* **Problem requirements**: Print the records below from the first line through the line containing "Both entity maps", both included, word for word.

(Records from a dataset)
%%
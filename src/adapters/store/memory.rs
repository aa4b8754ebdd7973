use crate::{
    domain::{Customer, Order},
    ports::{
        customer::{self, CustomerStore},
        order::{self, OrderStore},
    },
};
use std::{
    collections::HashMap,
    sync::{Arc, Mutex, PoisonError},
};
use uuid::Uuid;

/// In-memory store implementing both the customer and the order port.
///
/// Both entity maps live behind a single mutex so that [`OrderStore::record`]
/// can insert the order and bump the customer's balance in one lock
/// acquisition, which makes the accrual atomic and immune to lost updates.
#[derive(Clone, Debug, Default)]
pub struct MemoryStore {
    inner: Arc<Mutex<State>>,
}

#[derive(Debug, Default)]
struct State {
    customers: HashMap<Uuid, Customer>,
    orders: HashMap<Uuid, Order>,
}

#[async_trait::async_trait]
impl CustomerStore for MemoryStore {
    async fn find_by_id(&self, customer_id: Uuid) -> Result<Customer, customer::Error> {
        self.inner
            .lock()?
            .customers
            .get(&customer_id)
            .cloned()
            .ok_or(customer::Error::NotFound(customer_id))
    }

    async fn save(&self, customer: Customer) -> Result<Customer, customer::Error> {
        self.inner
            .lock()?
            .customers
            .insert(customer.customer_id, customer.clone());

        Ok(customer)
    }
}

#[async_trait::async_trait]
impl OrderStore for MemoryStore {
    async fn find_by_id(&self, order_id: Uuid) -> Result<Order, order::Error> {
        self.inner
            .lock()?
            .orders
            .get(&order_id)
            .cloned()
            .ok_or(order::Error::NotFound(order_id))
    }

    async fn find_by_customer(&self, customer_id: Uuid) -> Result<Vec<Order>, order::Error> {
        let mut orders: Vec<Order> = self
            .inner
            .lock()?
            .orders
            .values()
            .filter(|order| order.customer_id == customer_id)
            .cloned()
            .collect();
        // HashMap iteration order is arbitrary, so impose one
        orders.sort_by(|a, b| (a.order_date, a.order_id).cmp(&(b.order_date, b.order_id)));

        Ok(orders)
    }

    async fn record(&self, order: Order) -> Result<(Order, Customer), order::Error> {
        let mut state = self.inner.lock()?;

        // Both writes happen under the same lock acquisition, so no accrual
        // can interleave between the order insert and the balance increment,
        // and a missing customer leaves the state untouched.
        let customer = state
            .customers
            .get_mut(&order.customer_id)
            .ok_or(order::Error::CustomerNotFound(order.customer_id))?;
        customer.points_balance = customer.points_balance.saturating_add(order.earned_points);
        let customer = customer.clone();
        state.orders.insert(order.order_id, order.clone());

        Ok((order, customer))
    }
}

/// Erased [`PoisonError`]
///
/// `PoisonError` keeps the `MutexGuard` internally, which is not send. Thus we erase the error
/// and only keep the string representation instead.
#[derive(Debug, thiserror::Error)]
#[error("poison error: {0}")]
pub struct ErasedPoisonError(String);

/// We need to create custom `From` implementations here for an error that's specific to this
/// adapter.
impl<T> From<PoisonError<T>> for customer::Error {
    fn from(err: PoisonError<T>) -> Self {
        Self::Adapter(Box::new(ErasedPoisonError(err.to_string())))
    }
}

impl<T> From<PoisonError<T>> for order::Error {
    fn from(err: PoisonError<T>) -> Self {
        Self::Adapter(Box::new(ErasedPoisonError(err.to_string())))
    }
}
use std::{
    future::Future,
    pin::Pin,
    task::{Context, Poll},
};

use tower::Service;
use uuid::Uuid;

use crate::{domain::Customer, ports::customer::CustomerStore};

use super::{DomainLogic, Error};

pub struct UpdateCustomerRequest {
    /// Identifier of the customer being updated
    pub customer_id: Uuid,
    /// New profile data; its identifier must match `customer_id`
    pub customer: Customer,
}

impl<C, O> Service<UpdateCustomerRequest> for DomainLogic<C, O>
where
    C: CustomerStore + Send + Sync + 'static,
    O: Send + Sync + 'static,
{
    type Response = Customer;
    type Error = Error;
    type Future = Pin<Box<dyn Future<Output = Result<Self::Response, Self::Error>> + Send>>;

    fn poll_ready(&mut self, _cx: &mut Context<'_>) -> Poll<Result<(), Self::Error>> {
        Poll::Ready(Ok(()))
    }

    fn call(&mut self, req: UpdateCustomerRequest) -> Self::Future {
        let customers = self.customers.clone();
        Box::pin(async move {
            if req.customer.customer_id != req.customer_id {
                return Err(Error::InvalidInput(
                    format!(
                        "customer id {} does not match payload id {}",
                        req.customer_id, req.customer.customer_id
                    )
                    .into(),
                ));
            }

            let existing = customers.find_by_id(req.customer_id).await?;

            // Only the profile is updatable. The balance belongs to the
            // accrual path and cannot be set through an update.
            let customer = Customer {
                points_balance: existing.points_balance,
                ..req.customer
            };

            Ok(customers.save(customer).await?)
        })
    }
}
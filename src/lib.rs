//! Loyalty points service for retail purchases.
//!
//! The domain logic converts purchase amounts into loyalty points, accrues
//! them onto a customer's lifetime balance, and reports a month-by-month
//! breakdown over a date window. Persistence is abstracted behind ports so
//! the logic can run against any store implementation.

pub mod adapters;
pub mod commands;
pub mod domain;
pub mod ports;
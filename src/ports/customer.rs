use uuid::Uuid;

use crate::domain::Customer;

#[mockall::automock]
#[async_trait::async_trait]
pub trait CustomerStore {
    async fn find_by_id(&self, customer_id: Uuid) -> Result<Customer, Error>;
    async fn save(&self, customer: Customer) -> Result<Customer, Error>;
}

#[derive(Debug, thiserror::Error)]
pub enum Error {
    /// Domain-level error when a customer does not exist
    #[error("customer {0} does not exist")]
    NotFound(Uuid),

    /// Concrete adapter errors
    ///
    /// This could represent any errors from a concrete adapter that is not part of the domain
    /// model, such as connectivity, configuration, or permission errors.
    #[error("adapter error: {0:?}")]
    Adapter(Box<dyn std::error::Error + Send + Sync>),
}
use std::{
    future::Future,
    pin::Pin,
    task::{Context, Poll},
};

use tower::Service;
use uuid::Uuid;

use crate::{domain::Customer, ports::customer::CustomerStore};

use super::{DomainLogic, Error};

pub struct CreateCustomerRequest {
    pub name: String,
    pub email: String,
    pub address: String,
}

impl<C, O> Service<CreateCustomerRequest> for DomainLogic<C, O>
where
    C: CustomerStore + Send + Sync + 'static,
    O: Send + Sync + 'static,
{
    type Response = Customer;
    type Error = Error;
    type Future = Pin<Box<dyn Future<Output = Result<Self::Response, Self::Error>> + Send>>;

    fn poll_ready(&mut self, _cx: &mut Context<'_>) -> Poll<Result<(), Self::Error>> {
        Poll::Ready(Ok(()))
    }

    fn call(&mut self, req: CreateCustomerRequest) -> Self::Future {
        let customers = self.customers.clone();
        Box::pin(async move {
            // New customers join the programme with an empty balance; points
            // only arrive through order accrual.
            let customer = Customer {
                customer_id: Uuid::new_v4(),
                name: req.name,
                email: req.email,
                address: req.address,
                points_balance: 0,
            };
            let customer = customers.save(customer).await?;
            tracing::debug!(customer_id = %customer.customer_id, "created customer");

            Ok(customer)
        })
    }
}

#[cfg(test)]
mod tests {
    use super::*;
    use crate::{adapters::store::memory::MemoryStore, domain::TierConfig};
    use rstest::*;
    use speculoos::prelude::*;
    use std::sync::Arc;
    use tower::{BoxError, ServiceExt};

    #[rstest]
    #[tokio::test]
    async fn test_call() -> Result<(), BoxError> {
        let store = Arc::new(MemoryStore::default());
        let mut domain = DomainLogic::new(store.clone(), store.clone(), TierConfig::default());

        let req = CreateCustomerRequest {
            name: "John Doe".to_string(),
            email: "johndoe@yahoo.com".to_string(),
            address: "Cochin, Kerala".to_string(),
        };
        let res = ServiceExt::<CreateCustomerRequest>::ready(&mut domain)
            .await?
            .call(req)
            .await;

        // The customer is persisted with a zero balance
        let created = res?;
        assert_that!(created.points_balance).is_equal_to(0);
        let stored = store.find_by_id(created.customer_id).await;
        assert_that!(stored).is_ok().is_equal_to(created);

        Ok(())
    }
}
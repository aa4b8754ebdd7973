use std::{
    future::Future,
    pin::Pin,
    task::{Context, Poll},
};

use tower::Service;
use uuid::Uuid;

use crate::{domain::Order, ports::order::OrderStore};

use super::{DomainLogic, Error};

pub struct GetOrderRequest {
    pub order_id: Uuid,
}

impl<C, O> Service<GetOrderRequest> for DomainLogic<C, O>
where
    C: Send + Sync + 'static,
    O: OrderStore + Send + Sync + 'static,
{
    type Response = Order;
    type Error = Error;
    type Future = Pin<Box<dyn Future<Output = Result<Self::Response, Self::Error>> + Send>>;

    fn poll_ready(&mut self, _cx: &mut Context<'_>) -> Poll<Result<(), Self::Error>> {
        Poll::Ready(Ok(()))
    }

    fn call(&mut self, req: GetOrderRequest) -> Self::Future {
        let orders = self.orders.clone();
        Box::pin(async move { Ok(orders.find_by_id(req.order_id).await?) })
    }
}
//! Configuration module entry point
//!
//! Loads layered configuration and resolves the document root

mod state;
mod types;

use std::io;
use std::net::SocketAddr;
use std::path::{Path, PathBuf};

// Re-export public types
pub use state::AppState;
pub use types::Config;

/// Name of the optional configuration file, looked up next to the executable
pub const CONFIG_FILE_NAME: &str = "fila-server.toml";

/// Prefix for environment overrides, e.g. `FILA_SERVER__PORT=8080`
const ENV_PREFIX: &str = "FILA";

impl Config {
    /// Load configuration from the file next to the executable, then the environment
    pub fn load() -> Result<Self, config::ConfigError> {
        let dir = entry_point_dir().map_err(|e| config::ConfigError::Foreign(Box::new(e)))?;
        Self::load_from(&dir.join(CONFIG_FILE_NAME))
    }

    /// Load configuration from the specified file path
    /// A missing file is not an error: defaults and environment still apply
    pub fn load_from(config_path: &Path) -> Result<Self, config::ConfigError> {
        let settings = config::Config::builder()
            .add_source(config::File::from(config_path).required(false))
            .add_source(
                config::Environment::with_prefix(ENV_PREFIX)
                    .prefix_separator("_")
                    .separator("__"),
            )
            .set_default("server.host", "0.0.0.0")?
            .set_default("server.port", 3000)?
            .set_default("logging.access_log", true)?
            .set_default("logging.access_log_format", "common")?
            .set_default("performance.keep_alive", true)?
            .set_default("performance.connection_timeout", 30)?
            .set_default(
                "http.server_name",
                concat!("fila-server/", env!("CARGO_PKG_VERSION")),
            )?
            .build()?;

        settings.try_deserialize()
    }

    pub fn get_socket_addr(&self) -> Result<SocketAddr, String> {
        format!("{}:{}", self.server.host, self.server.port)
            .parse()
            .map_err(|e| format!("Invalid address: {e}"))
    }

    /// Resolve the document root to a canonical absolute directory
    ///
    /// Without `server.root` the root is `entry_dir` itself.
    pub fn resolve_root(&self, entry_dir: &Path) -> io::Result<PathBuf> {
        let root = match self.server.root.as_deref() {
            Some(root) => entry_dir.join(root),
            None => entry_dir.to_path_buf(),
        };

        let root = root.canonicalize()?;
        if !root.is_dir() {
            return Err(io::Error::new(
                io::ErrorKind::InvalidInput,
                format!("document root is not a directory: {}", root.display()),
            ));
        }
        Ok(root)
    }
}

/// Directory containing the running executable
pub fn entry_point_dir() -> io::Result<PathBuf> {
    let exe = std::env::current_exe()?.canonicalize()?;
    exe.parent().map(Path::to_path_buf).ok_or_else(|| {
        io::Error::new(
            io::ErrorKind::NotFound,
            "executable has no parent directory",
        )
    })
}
%%
* **Task result**:
filename src/adapters/store/memory.rs
repository aa4b8754ebdd7973
use crate::{
    domain::{Customer, Order},
    ports::{
        customer::{self, CustomerStore},
        order::{self, OrderStore},
    },
};
use std::{
    collections::HashMap,
    sync::{Arc, Mutex, PoisonError},
};
use uuid::Uuid;

/// In-memory store implementing both the customer and the order port.
///
/// Both entity maps live behind a single mutex so that [`OrderStore::record`]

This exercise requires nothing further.